** Opening Provided records block **

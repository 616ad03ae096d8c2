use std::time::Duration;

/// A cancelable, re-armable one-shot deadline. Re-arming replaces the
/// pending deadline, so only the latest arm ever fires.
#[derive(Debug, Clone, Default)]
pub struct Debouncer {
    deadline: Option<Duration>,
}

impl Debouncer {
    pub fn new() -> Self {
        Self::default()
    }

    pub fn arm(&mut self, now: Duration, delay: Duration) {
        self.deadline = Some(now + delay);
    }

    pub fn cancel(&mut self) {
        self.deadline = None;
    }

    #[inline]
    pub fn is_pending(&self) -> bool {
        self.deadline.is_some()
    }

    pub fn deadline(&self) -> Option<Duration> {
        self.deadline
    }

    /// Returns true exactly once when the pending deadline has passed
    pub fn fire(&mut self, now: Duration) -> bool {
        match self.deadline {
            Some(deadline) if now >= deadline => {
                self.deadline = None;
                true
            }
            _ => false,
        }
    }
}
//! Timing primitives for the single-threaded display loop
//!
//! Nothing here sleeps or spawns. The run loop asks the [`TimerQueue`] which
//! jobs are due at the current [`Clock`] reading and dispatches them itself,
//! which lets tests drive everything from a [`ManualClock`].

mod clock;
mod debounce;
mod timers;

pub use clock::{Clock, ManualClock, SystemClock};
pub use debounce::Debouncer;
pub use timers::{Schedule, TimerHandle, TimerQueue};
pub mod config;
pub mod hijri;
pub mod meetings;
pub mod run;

** Closing Provided records block **
** Opening Provided records block **

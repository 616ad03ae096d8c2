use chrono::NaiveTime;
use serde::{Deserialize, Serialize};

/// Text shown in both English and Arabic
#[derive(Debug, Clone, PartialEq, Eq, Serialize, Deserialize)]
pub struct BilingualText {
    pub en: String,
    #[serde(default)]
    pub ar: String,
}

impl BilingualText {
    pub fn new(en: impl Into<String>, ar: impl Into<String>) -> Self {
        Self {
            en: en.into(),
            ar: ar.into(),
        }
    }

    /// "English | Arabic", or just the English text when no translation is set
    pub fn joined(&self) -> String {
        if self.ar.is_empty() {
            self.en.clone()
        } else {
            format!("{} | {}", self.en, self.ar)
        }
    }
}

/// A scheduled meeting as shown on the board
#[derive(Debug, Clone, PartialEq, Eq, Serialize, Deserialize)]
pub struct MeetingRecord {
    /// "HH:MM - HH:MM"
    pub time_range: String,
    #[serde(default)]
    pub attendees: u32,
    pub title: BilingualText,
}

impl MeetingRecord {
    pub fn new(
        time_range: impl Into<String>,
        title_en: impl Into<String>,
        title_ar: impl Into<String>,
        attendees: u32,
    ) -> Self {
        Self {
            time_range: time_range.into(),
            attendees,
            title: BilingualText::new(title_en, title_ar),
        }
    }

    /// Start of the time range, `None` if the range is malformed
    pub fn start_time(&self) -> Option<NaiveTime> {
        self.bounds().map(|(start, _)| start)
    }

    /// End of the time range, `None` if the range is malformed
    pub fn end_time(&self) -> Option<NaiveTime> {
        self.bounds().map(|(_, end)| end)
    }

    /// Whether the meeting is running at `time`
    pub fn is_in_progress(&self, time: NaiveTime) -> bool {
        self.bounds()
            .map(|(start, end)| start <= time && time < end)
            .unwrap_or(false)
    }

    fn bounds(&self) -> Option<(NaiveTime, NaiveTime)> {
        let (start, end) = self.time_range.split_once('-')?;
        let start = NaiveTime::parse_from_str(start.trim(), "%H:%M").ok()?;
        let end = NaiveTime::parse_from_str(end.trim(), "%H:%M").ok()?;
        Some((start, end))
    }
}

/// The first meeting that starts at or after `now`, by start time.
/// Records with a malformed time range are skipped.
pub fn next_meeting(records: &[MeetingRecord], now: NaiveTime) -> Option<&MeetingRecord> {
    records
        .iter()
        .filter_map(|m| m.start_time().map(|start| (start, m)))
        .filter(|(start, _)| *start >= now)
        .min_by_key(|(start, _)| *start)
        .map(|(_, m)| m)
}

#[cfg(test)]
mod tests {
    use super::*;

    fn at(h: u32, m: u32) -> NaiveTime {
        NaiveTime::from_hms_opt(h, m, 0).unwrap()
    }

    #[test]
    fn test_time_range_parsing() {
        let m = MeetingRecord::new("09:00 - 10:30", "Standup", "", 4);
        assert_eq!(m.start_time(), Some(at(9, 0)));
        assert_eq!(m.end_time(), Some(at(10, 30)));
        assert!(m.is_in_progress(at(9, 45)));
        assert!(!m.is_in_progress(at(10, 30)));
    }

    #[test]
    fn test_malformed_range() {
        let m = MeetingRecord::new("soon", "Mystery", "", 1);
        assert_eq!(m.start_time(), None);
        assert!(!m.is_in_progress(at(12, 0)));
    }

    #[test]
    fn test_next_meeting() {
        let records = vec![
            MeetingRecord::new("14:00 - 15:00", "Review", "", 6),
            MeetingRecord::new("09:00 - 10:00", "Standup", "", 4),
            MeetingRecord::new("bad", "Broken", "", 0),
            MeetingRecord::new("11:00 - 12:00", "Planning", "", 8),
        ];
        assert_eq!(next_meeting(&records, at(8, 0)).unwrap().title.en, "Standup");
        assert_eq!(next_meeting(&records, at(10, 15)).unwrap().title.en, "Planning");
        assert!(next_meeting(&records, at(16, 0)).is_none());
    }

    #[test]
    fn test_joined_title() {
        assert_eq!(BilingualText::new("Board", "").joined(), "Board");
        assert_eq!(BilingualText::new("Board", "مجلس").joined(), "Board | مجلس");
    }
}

** Closing Provided records block **
** Opening Provided records block **

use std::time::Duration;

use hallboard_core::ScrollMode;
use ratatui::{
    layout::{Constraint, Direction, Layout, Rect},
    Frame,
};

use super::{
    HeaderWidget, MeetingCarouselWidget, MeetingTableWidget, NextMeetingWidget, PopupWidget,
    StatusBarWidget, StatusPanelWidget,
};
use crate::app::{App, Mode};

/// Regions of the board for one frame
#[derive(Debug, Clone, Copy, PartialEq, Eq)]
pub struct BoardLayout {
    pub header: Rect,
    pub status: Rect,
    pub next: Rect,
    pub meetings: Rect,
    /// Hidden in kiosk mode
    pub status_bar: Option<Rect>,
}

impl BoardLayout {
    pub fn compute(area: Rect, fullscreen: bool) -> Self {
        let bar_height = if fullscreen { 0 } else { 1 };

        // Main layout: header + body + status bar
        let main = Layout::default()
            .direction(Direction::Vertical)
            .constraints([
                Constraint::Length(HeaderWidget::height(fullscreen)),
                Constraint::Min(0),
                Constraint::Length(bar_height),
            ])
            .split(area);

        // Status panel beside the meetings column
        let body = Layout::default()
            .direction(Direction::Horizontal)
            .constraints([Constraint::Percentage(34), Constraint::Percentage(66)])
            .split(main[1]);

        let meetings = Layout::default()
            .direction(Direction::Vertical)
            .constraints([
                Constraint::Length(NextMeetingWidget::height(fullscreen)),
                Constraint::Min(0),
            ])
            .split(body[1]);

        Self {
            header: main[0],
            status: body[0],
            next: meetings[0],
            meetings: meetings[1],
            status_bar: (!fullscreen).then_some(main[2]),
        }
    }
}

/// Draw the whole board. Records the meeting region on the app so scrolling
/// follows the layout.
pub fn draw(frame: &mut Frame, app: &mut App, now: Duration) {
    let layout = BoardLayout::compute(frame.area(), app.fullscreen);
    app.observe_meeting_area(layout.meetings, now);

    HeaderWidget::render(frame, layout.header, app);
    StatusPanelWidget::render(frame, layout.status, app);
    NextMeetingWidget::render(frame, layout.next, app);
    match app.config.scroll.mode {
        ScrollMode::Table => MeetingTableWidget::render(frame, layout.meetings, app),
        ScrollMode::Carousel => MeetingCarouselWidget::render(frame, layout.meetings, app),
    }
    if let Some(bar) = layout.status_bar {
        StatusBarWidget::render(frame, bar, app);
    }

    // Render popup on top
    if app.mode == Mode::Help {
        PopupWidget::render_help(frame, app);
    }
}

** Closing Provided records block **

Goal of the exercise: Spot every line in the entries that includes the word "BilingualText", and copy each one out.

Your solution:
pub struct BilingualText {
impl BilingualText {
    pub title: BilingualText,
            title: BilingualText::new(title_en, title_ar),
        assert_eq!(BilingualText::new("Board", "").joined(), "Board");
        assert_eq!(BilingualText::new("Board", "مجلس").joined(), "Board | مجلس");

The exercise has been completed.